Comparative analysis of two-step GA-based PV array reconfiguration technique and other reconfiguration techniques

Photovoltaic (PV) plants can be exposed to partial shading, which reduces the energy production and causes multi-peaks to form in the Power-Voltage (P-V) curve. As a result, the row currents of the PV modules will not be constant. Several techniques have been proposed to overcome partial shading, such as the static and dynamic reconfiguration techniques, with both aiming to reduce the difference in the row currents to improve energy production. Minimization of the row current via static techniques requires laborious work and extra wiring. On the other hand, dynamic techniques require an extensive monitoring system to support different tasks. Therefore, to improve the power generated from the PV array, this paper suggests a new reconfiguration technique for PV panels using Genetic algorithm (GA) and two main reconfigurable steps based on a switching matrix.
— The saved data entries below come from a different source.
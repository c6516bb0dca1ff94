use axum::Json;
use axum::http::StatusCode;
use axum::response::{IntoResponse, Response};
use serde_json::json;
use thiserror::Error;

/// Common error types used across the application.
///
/// Push provider failures are deliberately absent: they are absorbed into
/// dispatch accounting and never reach an HTTP caller.
#[derive(Debug, Error)]
pub enum AppError {
    #[error("Database operation failed: {0}")]
    Database(#[from] sqlx::Error),

    #[error("Redis error: {0}")]
    Redis(#[from] redis::RedisError),

    #[error("Authentication error: {0}")]
    Auth(String),

    #[error("Validation error: {0}")]
    Validation(String),
}

impl AppError {
    /// Stable machine-readable code returned alongside the message.
    pub fn code(&self) -> &'static str {
        match self {
            AppError::Database(_) => "DB_OPERATION_FAILED",
            AppError::Redis(_) => "SERVER_ERROR",
            AppError::Auth(_) => "UNAUTHORIZED",
            AppError::Validation(_) => "VALIDATION_ERROR",
        }
    }

    pub fn status(&self) -> StatusCode {
        match self {
            AppError::Database(_) | AppError::Redis(_) => StatusCode::INTERNAL_SERVER_ERROR,
            AppError::Auth(_) => StatusCode::UNAUTHORIZED,
            AppError::Validation(_) => StatusCode::BAD_REQUEST,
        }
    }
}

impl IntoResponse for AppError {
    fn into_response(self) -> Response {
        let status = self.status();
        let message = match &self {
            AppError::Auth(msg) | AppError::Validation(msg) => msg.clone(),
            AppError::Database(_) | AppError::Redis(_) => {
                tracing::error!(error = %self, "Request failed on storage error");
                self.to_string()
            }
        };

        let body = json!({ "error": message, "code": self.code() });
        (status, Json(body)).into_response()
    }
}
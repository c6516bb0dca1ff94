//! Reconciler lease — keeps one API instance reconciling receipts at a time.
//!
//! The lease is a Redis key holding the owner's id with a TTL, so it expires on
//! its own if the holder dies. Acquire, renew, and release each run as a single
//! Lua script so ownership is checked and changed atomically.

use std::time::Duration;

use async_trait::async_trait;
use redis::Script;
use redis::aio::ConnectionManager;
use uuid::Uuid;

use herald_common::error::AppError;

const LEASE_KEY: &str = "herald:receipt-reconciler:lease";

// Take the key when free (SET NX EX), or extend it when we already own it.
const ACQUIRE_SCRIPT: &str = r#"
local current = redis.call('GET', KEYS[1])
if current == ARGV[1] then
    redis.call('EXPIRE', KEYS[1], ARGV[2])
    return 1
end
if not current then
    redis.call('SET', KEYS[1], ARGV[1], 'NX', 'EX', ARGV[2])
    return 1
end
return 0
"#;

const RELEASE_SCRIPT: &str = r#"
if redis.call('GET', KEYS[1]) == ARGV[1] then
    return redis.call('DEL', KEYS[1])
end
return 0
"#;

/// Exclusive right to run a reconciliation tick.
#[async_trait]
pub trait Lease: Send {
    /// Take the lease if it is free, or renew it if this instance holds it.
    async fn try_acquire(&mut self) -> Result<bool, AppError>;

    /// Give the lease up if this instance holds it.
    async fn release(&mut self) -> Result<(), AppError>;
}

/// Redis-backed [`Lease`].
pub struct ReconcilerLease {
    redis: ConnectionManager,
    holder: String,
    ttl_secs: u64,
}

impl ReconcilerLease {
    /// `ttl` must outlive one poll interval plus one full pass, or another
    /// instance can take over mid-pass. See `ReceiptReconciler::lease_ttl`.
    pub fn new(redis: ConnectionManager, ttl: Duration) -> Self {
        Self {
            redis,
            holder: Uuid::new_v4().to_string(),
            ttl_secs: ttl.as_secs().max(1),
        }
    }
}

#[async_trait]
impl Lease for ReconcilerLease {
    async fn try_acquire(&mut self) -> Result<bool, AppError> {
        let held: i64 = Script::new(ACQUIRE_SCRIPT)
            .key(LEASE_KEY)
            .arg(&self.holder)
            .arg(self.ttl_secs)
            .invoke_async(&mut self.redis)
            .await?;

        Ok(held == 1)
    }

    async fn release(&mut self) -> Result<(), AppError> {
        let released: i64 = Script::new(RELEASE_SCRIPT)
            .key(LEASE_KEY)
            .arg(&self.holder)
            .invoke_async(&mut self.redis)
            .await?;

        if released == 1 {
            tracing::info!(holder = %self.holder, "Reconciler lease released");
        }
        Ok(())
    }
}
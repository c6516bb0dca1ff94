//! Provider message construction.

use serde::Serialize;

use herald_common::types::{NotificationRequest, Platform};

/// Platform-specific message fields.
#[derive(Debug, Clone, PartialEq, Eq, Serialize)]
#[serde(untagged)]
pub enum PlatformTarget {
    Ios {
        badge: u32,
    },
    Android {
        #[serde(rename = "channelId")]
        channel_id: String,
    },
    /// Token with no registry record, so its platform is unknown.
    Generic {},
}

/// Per-platform defaults applied while building messages.
#[derive(Debug, Clone, PartialEq, Eq)]
pub struct MessageOptions {
    pub android_channel_id: String,
    pub ios_badge: u32,
}

impl Default for MessageOptions {
    fn default() -> Self {
        Self {
            android_channel_id: "default".to_string(),
            ios_badge: 1,
        }
    }
}

impl MessageOptions {
    pub fn target_for(&self, platform: Option<Platform>) -> PlatformTarget {
        match platform {
            Some(Platform::Ios) => PlatformTarget::Ios {
                badge: self.ios_badge,
            },
            Some(Platform::Android) => PlatformTarget::Android {
                channel_id: self.android_channel_id.clone(),
            },
            None => PlatformTarget::Generic {},
        }
    }
}

/// One message addressed to one device, in the provider's wire shape.
#[derive(Debug, Clone, PartialEq, Serialize)]
pub struct PushMessage {
    pub to: String,
    pub title: String,
    pub body: String,
    pub data: serde_json::Value,
    pub sound: &'static str,
    pub priority: &'static str,
    #[serde(flatten)]
    pub target: PlatformTarget,
}

impl PushMessage {
    pub fn build(
        token: &str,
        platform: Option<Platform>,
        request: &NotificationRequest,
        options: &MessageOptions,
    ) -> Self {
        Self {
            to: token.to_string(),
            title: request.title.clone(),
            body: request.body.clone(),
            data: request
                .data
                .clone()
                .unwrap_or_else(|| serde_json::json!({})),
            sound: "default",
            priority: "high",
            target: options.target_for(platform),
        }
    }
}
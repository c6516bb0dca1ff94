use sqlx::PgPool;
use sqlx::postgres::PgPoolOptions;

/// Create a PostgreSQL connection pool.
///
/// `max_connections` controls the maximum number of connections in the pool.
/// Pass `AppConfig::db_max_connections` for the user-configured value (default 20).
pub async fn create_pool(database_url: &str, max_connections: u32) -> anyhow::Result<PgPool> {
    let pool = PgPoolOptions::new()
        .max_connections(max_connections)
        .acquire_timeout(std::time::Duration::from_secs(5))
        .connect(database_url)
        .await?;

    tracing::info!(max_connections, "Connected to PostgreSQL");
    Ok(pool)
}

/// Apply pending migrations from the workspace `migrations/` directory.
pub async fn run_migrations(pool: &PgPool) -> anyhow::Result<()> {
    sqlx::migrate!("../../migrations").run(pool).await?;
    tracing::info!("Database migrations applied");
    Ok(())
}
In this technique, only the electrical connections of the PV panels are changed while its physical location remains unchanged. To verify the effectiveness of the proposed reconfiguration technique, the system was simulated and tested using MATLAB/SIMULINK software, with four shading patterns. The results were compared with other reconfiguration techniques, namely TCT configuration, competence square (CS), SuDoKu, two-phase array reconfiguration, Genetic algorithm (GA), Particle Swarm Optimization (PSO), and Modified Harris Hawks Optimization (MHHO). The performance of each shading case was also analyzed. Also, a comparative study on performance analysis in real-time application was carried out for each shading pattern. The results prove the superiority of the proposed technique over other techniques for overcoming partial shading.